November 10, 2009
Vest-membering during Vestvember
Say that three times fast!
I didn't have any plans to participate in Vestvember: so many of my friends are expecting, and I'm just swamped with baby knits for the next few months! No time for vests, not right now! Instead, take a look at my latest baby project:
It's the Archie Vest from Kristen Rengren's Vintage Baby Knits (my review/preview here). I know, it's ridiculously adorable :). I was fortunate to see this vest in person during Kristen's book tour, and it's even cuter in person.
It didn't even hit me that this vest would qualify for Vestvember until Maritza helpfully pointed out that it's... a vest!
The retina-scorching green is Madelinetosh sock in malachite. It's so bright that I think only a baby will be able to pull it off with grace. The white is Lorna's Laces Shepherd Sock in natural. Because I'm predominantly a Continental knitter, it's easier for me to hold the green yarn in my left hand, and the white, in my right. This leads to green being the dominant yarn. I would have preferred to make white dominant, but I know it would take me much longer to complete the vest if I did that. I figure, as long as I stay consistent, I should be good.
The similarity of my yarn colors to those in the book are a coincidence. Many of the patterns in Vintage Baby Knits, including the Archie Vest, use fingering-weight yarn. Fingering-weight yarn is always aplenty in this household, a condition which afflicts many, I'm sure ;). So, I just yanked two skeins from the stash that have been hibernating there without a purpose for a while, and that looked good together. And they happen to be similar to those chosen in the book.

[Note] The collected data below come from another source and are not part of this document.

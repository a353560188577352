//! Pull request size and issue linkage, from the GitHub Actions event payload.

use std::path::PathBuf;

use futures::future::{BoxFuture, FutureExt};
use lazy_static::lazy_static;
use regex::Regex;
use serde_json::Value;

use crate::check::{CheckResult, Violation};
use crate::config::PrConfig;
use crate::tools::{Tool, ToolContext, ToolInfo};

pub const INFO: ToolInfo = ToolInfo {
    id: "pr",
    name: "Pull Request",
    rule: "process.pr",
};

lazy_static! {
    /// `#123`, `owner/repo#123` or a tracker key such as `PROJ-123`.
    static ref ISSUE_REF: Regex = Regex::new(r"(?:[\w.-]+/[\w.-]+)?#\d+|\b[A-Z][A-Z0-9]+-\d+\b").unwrap();
}

pub struct Pr {
    config: PrConfig,
}

impl Pr {
    pub fn new(config: PrConfig) -> Self {
        Self { config }
    }

    async fn check(&self, _ctx: &ToolContext) -> anyhow::Result<CheckResult> {
        let Some(path) = std::env::var_os("GITHUB_EVENT_PATH").map(PathBuf::from) else {
            return Ok(INFO.skip("Not running in a pull request context"));
        };
        let text = match tokio::fs::read_to_string(&path).await {
            Ok(t) => t,
            Err(e) => {
                return Ok(INFO.error(format!(
                    "Cannot read GITHUB_EVENT_PATH {}: {}",
                    path.display(),
                    e
                )))
            }
        };
        let event: Value = match serde_json::from_str(&text) {
            Ok(v) => v,
            Err(e) => return Ok(INFO.error(format!("Invalid event payload: {}", e))),
        };
        Ok(check_event(&event, &self.config))
    }
}

impl Tool for Pr {
    fn info(&self) -> ToolInfo {
        INFO
    }

    fn run<'a>(&'a self, ctx: &'a ToolContext) -> BoxFuture<'a, anyhow::Result<CheckResult>> {
        self.check(ctx).boxed()
    }
}

/// Evaluate a `pull_request` event payload. Other events are skipped.
pub fn check_event(event: &Value, config: &PrConfig) -> CheckResult {
    let Some(pr) = event.get("pull_request") else {
        return INFO.skip("Event is not a pull request");
    };
    let mut violations: Vec<Violation> = Vec::new();

    if let Some(max) = config.max_files {
        let files = pr.get("changed_files").and_then(Value::as_u64).unwrap_or(0);
        if files > max {
            violations.push(INFO.violation(format!(
                "PR changes {} files, max {}",
                files, max
            )));
        }
    }

    if let Some(max) = config.max_lines {
        let additions = pr.get("additions").and_then(Value::as_u64).unwrap_or(0);
        let deletions = pr.get("deletions").and_then(Value::as_u64).unwrap_or(0);
        let lines = additions + deletions;
        if lines > max {
            violations.push(INFO.violation(format!(
                "PR changes {} lines, max {}",
                lines, max
            )));
        }
    }

    if config.require_issue {
        let title = pr.get("title").and_then(Value::as_str).unwrap_or("");
        let body = pr.get("body").and_then(Value::as_str).unwrap_or("");
        if !ISSUE_REF.is_match(title) && !ISSUE_REF.is_match(body) {
            violations.push(INFO.violation("PR does not reference an issue"));
        }
    }

    INFO.result(violations)
}

#[cfg(test)]
mod tests {
    use super::*;
    use serde_json::json;

    fn config() -> PrConfig {
        PrConfig {
            enabled: true,
            max_files: Some(10),
            max_lines: Some(400),
            require_issue: true,
        }
    }

    #[test]
    fn test_small_linked_pr_passes() {
        let event = json!({"pull_request": {"title": "Fix login", "body": "Closes #42",
            "changed_files": 3, "additions": 40, "deletions": 10}});
        assert!(check_event(&event, &config()).passed);
    }

    #[test]
    fn test_large_unlinked_pr() {
        let event = json!({"pull_request": {"title": "Big refactor", "body": null,
            "changed_files": 25, "additions": 900, "deletions": 300}});
        let result = check_event(&event, &config());
        let messages: Vec<&str> = result.violations.iter().map(|v| v.message.as_str()).collect();
        assert_eq!(
            messages,
            vec![
                "PR changes 25 files, max 10",
                "PR changes 1200 lines, max 400",
                "PR does not reference an issue",
            ]
        );
    }

    #[test]
    fn test_push_event_skipped() {
        let event = json!({"ref": "refs/heads/main"});
        assert!(check_event(&event, &config()).skipped);
    }
}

I'm knitting the smallest size (3-6 months) so the baby will be able to wear the vest this winter. Though the pattern is written to be worked in pieces, I'm knitting it in the round until I reach the armholes. At that point, I will at least try to divide and work back and forth in rows. We'll see how painful that is... Elinor's recent post reminded me that steeking superwash wools is not impossible. Lorna's Laces with its 10% nylon content is really non-sticky, though. I guess I'll decide when I get there ;).